Recorded data Start Marker

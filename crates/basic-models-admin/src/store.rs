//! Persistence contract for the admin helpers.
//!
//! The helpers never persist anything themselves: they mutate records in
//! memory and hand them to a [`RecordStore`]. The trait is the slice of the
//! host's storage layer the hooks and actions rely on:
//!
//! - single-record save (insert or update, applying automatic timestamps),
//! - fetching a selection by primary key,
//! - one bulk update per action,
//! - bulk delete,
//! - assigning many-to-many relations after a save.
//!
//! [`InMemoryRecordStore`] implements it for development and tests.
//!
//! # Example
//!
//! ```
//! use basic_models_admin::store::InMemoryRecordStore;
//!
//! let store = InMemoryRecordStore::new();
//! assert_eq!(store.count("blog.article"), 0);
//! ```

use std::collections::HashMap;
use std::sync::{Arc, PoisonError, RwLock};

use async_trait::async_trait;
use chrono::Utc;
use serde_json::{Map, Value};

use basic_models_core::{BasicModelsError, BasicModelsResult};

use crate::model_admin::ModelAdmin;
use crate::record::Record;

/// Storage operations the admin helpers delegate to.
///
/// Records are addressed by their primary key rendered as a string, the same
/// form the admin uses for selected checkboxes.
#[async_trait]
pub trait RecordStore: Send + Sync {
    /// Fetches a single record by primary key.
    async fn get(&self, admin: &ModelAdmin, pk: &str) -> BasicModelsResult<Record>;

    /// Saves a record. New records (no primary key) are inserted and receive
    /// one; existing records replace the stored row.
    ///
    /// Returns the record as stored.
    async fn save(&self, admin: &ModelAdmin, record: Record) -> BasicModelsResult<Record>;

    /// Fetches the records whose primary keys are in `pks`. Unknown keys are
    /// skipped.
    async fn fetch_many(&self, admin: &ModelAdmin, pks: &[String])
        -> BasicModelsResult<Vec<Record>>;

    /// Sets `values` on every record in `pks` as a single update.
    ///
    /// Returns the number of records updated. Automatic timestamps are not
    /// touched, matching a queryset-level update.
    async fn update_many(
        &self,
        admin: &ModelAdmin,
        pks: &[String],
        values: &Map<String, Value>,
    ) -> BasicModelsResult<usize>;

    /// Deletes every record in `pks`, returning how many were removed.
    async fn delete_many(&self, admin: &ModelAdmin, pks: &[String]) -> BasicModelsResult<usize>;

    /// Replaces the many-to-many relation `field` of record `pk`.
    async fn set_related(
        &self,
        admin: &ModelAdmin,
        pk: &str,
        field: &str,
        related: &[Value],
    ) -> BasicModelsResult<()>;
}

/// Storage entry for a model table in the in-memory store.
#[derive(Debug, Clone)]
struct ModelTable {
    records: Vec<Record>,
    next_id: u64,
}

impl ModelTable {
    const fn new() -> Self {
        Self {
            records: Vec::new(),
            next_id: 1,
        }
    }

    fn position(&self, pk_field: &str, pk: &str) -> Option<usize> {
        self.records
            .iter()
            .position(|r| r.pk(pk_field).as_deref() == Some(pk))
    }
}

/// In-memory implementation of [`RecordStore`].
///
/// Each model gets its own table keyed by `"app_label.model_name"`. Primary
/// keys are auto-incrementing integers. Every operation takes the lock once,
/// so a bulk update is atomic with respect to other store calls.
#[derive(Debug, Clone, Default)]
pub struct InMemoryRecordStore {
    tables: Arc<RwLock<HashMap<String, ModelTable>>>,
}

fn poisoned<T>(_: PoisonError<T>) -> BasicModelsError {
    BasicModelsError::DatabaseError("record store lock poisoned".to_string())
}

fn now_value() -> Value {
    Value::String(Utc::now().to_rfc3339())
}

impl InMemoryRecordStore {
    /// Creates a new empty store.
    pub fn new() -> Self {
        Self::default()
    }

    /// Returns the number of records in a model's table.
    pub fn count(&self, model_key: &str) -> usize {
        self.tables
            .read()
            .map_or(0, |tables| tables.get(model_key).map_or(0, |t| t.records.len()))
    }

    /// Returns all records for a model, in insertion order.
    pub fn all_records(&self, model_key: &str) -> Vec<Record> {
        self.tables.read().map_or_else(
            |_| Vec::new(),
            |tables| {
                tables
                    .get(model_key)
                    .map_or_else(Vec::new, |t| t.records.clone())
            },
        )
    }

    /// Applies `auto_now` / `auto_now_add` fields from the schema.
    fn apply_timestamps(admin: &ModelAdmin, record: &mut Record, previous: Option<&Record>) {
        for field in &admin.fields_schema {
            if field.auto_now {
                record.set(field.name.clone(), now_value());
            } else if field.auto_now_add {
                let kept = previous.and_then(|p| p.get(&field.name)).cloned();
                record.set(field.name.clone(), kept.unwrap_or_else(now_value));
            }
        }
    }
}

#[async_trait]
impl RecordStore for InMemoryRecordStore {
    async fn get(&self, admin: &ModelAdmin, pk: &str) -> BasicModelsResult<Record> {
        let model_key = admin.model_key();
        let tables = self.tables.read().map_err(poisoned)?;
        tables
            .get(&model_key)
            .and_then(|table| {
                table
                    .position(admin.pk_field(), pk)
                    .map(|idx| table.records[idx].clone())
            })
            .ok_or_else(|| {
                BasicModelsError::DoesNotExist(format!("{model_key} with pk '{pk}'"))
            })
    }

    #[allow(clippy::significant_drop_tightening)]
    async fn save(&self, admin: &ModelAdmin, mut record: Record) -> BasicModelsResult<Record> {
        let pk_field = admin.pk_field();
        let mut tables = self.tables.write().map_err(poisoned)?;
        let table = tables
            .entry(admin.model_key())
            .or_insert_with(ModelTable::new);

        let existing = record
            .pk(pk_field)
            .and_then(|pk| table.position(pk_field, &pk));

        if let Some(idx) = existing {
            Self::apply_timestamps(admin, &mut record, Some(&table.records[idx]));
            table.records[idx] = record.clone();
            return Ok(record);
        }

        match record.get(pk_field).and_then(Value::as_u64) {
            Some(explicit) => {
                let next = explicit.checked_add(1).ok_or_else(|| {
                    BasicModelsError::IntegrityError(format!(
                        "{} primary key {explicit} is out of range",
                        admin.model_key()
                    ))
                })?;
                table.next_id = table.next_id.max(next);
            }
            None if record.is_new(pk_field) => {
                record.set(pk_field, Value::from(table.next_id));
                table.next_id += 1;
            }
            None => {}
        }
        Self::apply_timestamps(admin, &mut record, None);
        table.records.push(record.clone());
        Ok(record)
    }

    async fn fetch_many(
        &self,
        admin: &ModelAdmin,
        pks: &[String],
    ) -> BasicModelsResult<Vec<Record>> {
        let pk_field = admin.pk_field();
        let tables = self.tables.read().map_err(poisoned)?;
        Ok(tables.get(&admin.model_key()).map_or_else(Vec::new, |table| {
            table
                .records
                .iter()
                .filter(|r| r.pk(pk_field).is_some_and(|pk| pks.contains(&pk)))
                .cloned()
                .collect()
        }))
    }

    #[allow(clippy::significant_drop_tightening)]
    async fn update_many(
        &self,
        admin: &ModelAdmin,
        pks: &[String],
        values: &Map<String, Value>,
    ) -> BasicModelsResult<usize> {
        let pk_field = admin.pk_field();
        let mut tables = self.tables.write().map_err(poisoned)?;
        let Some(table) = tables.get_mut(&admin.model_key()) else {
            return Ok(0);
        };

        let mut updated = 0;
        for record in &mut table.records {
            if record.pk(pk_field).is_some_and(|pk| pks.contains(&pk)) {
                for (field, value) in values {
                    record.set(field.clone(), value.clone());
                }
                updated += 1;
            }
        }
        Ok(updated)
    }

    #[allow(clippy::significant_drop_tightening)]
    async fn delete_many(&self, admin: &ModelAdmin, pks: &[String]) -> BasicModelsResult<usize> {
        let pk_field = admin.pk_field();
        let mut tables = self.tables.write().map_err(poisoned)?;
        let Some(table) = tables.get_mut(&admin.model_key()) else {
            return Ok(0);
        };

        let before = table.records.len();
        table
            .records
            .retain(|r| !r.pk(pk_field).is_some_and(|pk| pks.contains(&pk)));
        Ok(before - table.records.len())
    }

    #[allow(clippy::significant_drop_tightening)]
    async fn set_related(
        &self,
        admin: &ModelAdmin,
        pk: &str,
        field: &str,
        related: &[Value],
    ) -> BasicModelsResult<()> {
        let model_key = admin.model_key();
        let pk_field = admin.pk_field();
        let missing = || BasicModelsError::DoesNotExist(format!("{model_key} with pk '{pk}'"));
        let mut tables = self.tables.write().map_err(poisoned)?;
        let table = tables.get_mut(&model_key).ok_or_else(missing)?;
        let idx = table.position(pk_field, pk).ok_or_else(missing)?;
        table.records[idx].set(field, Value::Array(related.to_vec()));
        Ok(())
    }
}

Recorded data End Marker
Recorded data Start Marker

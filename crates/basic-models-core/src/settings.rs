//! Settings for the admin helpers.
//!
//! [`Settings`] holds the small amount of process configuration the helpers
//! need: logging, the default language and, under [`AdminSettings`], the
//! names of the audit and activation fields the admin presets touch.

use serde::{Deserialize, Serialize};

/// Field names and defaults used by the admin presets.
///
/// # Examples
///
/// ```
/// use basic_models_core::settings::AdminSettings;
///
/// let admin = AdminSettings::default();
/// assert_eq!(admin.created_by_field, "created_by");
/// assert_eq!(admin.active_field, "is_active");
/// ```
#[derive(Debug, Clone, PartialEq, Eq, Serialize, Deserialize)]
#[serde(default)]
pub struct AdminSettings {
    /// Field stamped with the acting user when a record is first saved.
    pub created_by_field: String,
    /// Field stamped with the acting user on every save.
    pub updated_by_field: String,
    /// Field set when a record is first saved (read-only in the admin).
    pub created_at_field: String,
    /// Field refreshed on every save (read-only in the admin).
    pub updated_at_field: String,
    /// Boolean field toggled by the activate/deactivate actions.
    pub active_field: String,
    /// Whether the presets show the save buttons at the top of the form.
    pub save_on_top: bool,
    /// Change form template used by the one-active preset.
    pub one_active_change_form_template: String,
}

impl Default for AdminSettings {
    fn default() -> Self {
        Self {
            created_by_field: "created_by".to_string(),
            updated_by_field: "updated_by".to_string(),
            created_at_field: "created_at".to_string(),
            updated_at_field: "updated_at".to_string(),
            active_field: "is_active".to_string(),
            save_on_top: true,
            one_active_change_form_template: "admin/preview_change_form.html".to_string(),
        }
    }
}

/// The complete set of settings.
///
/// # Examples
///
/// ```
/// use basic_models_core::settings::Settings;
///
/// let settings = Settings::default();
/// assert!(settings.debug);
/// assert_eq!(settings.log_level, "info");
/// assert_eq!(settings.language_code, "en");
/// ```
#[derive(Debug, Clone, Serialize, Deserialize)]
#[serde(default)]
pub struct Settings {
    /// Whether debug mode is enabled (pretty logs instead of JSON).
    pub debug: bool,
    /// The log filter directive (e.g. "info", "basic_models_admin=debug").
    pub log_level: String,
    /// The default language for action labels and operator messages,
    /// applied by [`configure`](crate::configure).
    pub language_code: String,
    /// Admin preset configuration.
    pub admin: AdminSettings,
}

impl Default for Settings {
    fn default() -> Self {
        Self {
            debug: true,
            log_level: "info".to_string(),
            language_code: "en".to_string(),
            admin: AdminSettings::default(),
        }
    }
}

Recorded data End Marker
Recorded data Start Marker

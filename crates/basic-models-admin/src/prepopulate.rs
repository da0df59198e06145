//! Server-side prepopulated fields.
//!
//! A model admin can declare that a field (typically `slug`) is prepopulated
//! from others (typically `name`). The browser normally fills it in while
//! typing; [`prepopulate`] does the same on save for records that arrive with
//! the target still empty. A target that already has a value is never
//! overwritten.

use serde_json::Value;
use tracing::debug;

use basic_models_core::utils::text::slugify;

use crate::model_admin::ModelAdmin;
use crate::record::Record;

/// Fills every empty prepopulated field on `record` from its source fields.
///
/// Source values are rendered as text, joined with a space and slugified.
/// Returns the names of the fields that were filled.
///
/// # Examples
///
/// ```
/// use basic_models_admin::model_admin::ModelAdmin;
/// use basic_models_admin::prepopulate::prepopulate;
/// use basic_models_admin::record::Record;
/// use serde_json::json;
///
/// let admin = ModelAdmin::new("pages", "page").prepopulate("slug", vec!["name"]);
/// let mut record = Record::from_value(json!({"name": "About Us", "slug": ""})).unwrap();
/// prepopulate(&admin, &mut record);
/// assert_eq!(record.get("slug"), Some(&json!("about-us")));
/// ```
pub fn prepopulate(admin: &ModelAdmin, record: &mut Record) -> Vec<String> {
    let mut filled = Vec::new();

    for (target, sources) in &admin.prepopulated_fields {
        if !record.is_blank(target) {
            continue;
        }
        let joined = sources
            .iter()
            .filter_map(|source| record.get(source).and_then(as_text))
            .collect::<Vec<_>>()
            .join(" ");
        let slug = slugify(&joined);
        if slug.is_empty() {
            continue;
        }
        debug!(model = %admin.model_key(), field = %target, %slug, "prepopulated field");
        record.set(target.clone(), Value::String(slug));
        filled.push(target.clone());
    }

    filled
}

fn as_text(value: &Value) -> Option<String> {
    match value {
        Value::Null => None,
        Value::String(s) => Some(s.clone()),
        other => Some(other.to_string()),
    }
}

Recorded data End Marker

• _What this task involves_:
How many lines in the listing above contain "stamped"? Answer with the number alone.

• _Your solution_:
2